WORK TO COMPLETE - Below are the entries to work from; restate word for word the portion that opens with the line containing "if !(self.lime.noise_scale >= 0.0)" and closes with the line containing "for (name, alpha)", keeping both.

Dataset entries:
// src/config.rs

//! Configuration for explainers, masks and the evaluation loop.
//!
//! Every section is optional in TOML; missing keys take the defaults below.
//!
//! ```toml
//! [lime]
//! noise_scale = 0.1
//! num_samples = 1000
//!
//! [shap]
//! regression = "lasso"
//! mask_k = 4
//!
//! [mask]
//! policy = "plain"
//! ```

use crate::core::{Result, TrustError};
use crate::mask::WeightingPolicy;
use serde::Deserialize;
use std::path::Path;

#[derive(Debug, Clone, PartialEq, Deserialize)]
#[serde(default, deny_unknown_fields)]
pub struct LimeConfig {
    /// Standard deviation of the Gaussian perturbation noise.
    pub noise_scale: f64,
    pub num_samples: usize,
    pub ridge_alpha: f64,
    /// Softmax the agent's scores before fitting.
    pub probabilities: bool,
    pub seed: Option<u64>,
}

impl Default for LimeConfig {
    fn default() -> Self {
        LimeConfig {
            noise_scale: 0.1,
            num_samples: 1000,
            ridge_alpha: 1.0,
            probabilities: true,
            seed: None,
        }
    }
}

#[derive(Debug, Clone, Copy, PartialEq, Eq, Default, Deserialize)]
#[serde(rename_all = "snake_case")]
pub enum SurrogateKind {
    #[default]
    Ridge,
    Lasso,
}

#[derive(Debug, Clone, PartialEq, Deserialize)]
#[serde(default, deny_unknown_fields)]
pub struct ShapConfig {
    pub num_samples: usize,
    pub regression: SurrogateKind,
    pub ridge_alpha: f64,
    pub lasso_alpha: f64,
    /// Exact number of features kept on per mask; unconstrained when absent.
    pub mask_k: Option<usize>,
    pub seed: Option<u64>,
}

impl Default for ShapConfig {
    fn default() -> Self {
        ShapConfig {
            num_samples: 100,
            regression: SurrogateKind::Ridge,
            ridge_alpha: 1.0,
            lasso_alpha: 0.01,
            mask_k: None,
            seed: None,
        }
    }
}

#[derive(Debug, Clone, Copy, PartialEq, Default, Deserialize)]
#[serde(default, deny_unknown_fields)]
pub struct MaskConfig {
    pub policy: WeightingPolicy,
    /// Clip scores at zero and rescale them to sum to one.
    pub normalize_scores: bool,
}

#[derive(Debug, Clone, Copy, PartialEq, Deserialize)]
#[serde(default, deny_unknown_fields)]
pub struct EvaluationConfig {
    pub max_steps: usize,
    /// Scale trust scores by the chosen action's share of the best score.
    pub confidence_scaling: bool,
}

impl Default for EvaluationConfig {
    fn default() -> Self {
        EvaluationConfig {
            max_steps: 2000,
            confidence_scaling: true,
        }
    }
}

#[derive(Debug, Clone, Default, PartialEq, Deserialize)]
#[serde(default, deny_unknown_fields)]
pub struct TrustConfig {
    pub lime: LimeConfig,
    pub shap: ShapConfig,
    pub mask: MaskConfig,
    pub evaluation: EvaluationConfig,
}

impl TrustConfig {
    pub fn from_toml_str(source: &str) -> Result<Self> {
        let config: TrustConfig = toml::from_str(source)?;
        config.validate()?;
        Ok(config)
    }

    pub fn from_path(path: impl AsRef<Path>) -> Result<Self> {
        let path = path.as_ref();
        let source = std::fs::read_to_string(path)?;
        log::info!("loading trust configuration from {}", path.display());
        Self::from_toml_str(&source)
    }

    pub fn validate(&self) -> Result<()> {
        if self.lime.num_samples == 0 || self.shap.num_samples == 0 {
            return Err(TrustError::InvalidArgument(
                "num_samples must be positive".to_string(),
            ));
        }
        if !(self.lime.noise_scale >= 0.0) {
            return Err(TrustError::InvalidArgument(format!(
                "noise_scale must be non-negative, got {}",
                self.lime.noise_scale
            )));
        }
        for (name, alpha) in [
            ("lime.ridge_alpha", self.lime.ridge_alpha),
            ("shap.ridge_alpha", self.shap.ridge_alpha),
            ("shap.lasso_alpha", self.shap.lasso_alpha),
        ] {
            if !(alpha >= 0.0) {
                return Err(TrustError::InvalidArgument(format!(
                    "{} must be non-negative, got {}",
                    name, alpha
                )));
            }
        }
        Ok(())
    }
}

YOUR RESPONSE -
        if !(self.lime.noise_scale >= 0.0) {
            return Err(TrustError::InvalidArgument(format!(
                "noise_scale must be non-negative, got {}",
                self.lime.noise_scale
            )));
        }
        for (name, alpha) in [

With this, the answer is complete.